Nasim Zehra, From Kargil to the Coup: Events that Shook Pakistan

“Pakistan’s political case in Kashmir was strong. Its ‘intervention’ and support to the Kashmiris was as much against international law as India’s intervention in Hyderabad and Junagadh. Pakistan had already disputed the Boundary Commission’s demarcation of the border between India and Pakistan. By granting Gurdaspur, a Muslim majority district in Punjab, to India, Pakistan believed the Boundary Commission had provided India its only road link to Jammu. Pakistanis saw the handing over of Kashmir to India as something pre-planned by Mountbatten.”
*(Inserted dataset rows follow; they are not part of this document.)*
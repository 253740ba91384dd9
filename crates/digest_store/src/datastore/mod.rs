use std::future::Future;

use crate::{CachedSummary, RequestLog, UsageTransaction};

pub mod postgres;

pub trait DataStore {
    /// Current credit balance, `None` if the user has no ledger entry
    fn get_credits(
        &self,
        user_id: &str,
    ) -> impl Future<Output = anyhow::Result<Option<i64>>> + Send;

    /// Atomically takes one credit and records the transaction.
    /// Returns the remaining balance; fails with [`crate::InsufficientCredits`]
    /// if the balance is already below one.
    fn deduct_credit(
        &self,
        transaction: &UsageTransaction,
    ) -> impl Future<Output = anyhow::Result<i64>> + Send;

    fn get_cached_summary(
        &self,
        video_id: &str,
    ) -> impl Future<Output = anyhow::Result<Option<CachedSummary>>> + Send;

    fn cache_summary(
        &self,
        cached: &CachedSummary,
    ) -> impl Future<Output = anyhow::Result<()>> + Send;

    fn record_request(&self, log: &RequestLog) -> impl Future<Output = anyhow::Result<()>> + Send;
}

impl<T: DataStore + Send + Sync> DataStore for &T {
    async fn get_credits(&self, user_id: &str) -> anyhow::Result<Option<i64>> {
        (**self).get_credits(user_id).await
    }

    async fn deduct_credit(&self, transaction: &UsageTransaction) -> anyhow::Result<i64> {
        (**self).deduct_credit(transaction).await
    }

    async fn get_cached_summary(&self, video_id: &str) -> anyhow::Result<Option<CachedSummary>> {
        (**self).get_cached_summary(video_id).await
    }

    async fn cache_summary(&self, cached: &CachedSummary) -> anyhow::Result<()> {
        (**self).cache_summary(cached).await
    }

    async fn record_request(&self, log: &RequestLog) -> anyhow::Result<()> {
        (**self).record_request(log).await
    }
}
use std::{
    sync::{Arc, Mutex},
    time::Duration,
};
use transcript_digest::{ErrorKind, ProviderBudget, ProviderError, Summarizer};

#[derive(Debug, Clone, PartialEq, Eq)]
pub enum MockCall {
    Complete(String),
    One(String),
    Part {
        part: usize,
        total: usize,
        text: String,
    },
    Reduce(Vec<String>),
}

#[derive(Clone)]
pub struct MockSummarizer {
    pub name: String,
    pub budget: ProviderBudget,
    pub calls: Arc<Mutex<Vec<MockCall>>>,
    pub fail_with: Option<ProviderError>,
    pub fail_on_part: Option<usize>,
    /// Later parts finish first when set
    pub reverse_completion: bool,
}

impl MockSummarizer {
    pub fn new(name: &str, max_input_tokens: usize) -> Self {
        Self {
            name: name.to_string(),
            budget: ProviderBudget::new("mock-model", max_input_tokens, 4_000),
            calls: Arc::new(Mutex::new(Vec::new())),
            fail_with: None,
            fail_on_part: None,
            reverse_completion: false,
        }
    }

    pub fn failing(name: &str, max_input_tokens: usize, kind: ErrorKind, msg: &str) -> Self {
        Self {
            fail_with: Some(ProviderError::new(kind, msg)),
            ..Self::new(name, max_input_tokens)
        }
    }

    pub fn failing_on_part(mut self, part: usize, kind: ErrorKind, msg: &str) -> Self {
        self.fail_on_part = Some(part);
        self.fail_with = Some(ProviderError::new(kind, msg));
        self
    }

    pub fn with_reverse_completion(mut self) -> Self {
        self.reverse_completion = true;
        self
    }

    pub fn calls(&self) -> Vec<MockCall> {
        self.calls.lock().unwrap().clone()
    }

    pub fn part_calls(&self) -> Vec<(usize, usize, String)> {
        self.calls()
            .into_iter()
            .filter_map(|c| match c {
                MockCall::Part { part, total, text } => Some((part, total, text)),
                _ => None,
            })
            .collect()
    }

    pub fn reduce_calls(&self) -> Vec<Vec<String>> {
        self.calls()
            .into_iter()
            .filter_map(|c| match c {
                MockCall::Reduce(partials) => Some(partials),
                _ => None,
            })
            .collect()
    }

    fn respond(&self, call: MockCall, output: String) -> Result<String, ProviderError> {
        let fails = match (&call, self.fail_on_part) {
            (MockCall::Part { part, .. }, Some(failing_part)) => *part == failing_part,
            (_, Some(_)) => false,
            (_, None) => self.fail_with.is_some(),
        };
        self.calls.lock().unwrap().push(call);

        match &self.fail_with {
            Some(err) if fails => Err(err.clone()),
            _ => Ok(output),
        }
    }
}

impl Summarizer for MockSummarizer {
    const CONTEXT_WINDOW_LIMIT: usize = 12_500;
    const SUMMARIZER_MODEL: &'static str = "mock-model";

    fn budget(&self) -> &ProviderBudget {
        &self.budget
    }

    async fn complete(&self, prompt: String) -> Result<String, ProviderError> {
        let output = format!("{} completion", self.name);
        self.respond(MockCall::Complete(prompt), output)
    }

    async fn summarize_one(&self, text: &str) -> Result<String, ProviderError> {
        let output = format!("{} summary", self.name);
        self.respond(MockCall::One(text.to_string()), output)
    }

    async fn summarize_part(
        &self,
        text: &str,
        part: usize,
        total: usize,
    ) -> Result<String, ProviderError> {
        if self.reverse_completion {
            let delay = (total - part) as u64 * 50;
            tokio::time::sleep(Duration::from_millis(delay)).await;
        }

        let output = format!("{} part {part}", self.name);
        self.respond(
            MockCall::Part {
                part,
                total,
                text: text.to_string(),
            },
            output,
        )
    }

    async fn reduce(&self, partials: &[String]) -> Result<String, ProviderError> {
        let output = format!("{} reduced", self.name);
        self.respond(MockCall::Reduce(partials.to_vec()), output)
    }
}

/// Implements only the raw completion, so every request goes through the
/// trait's own prompt templates
#[derive(Clone)]
pub struct PromptRecorder {
    pub budget: ProviderBudget,
    pub prompts: Arc<Mutex<Vec<String>>>,
}

impl PromptRecorder {
    pub fn new(max_input_tokens: usize) -> Self {
        Self {
            budget: ProviderBudget::new("recorder-model", max_input_tokens, 4_000),
            prompts: Arc::new(Mutex::new(Vec::new())),
        }
    }

    pub fn prompts(&self) -> Vec<String> {
        self.prompts.lock().unwrap().clone()
    }
}

impl Summarizer for PromptRecorder {
    const CONTEXT_WINDOW_LIMIT: usize = 12_500;
    const SUMMARIZER_MODEL: &'static str = "recorder-model";

    fn budget(&self) -> &ProviderBudget {
        &self.budget
    }

    async fn complete(&self, prompt: String) -> Result<String, ProviderError> {
        let mut prompts = self.prompts.lock().unwrap();
        prompts.push(prompt);
        Ok(format!("completion {}", prompts.len()))
    }
}
//! UI adapter layer
//!
//! Exposes engine state to an external property-panel widget as explicit
//! bindings, with no ambient global state.

mod panel;

pub use panel::{DebugPanel, PanelEntry};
Nasim Zehra, From Kargil to the Coup: Events that Shook Pakistan

“Clearly, on the world’s highest battlefield, a protracted war over the glaciers and passes had begun. The commanders in khaki reported the shooting and called the shots. Headquartered on the distant plains, the governmental chiefs of Pakistan and India depended on what their commanders from the desolate ice-covered peaks would report. Isolated with their platoons, and weighed under by snowman’s gear, these were often daredevil commanders. They were tasked to fly their country’s flags on the sequestered Himalayan peaks. Programmed into their DNA were nationalist narratives framing the other as ‘the enemy.’ Without this mindset, their hardship at such incredible heights would make no sense. From the clash of narratives alone could flow their will to battle their adversary. Institutional training and Statist historiography had programmed these men with guns into being willing warriors. Yet, when they accidently drifted into close proximity, this ‘processing’ would give way to human connection. With their weather-battered bodies and lonely hearts, quarantined from civilization and set in the harsh and desolate heights, they would share a smoke or a smile with an ‘enemy.”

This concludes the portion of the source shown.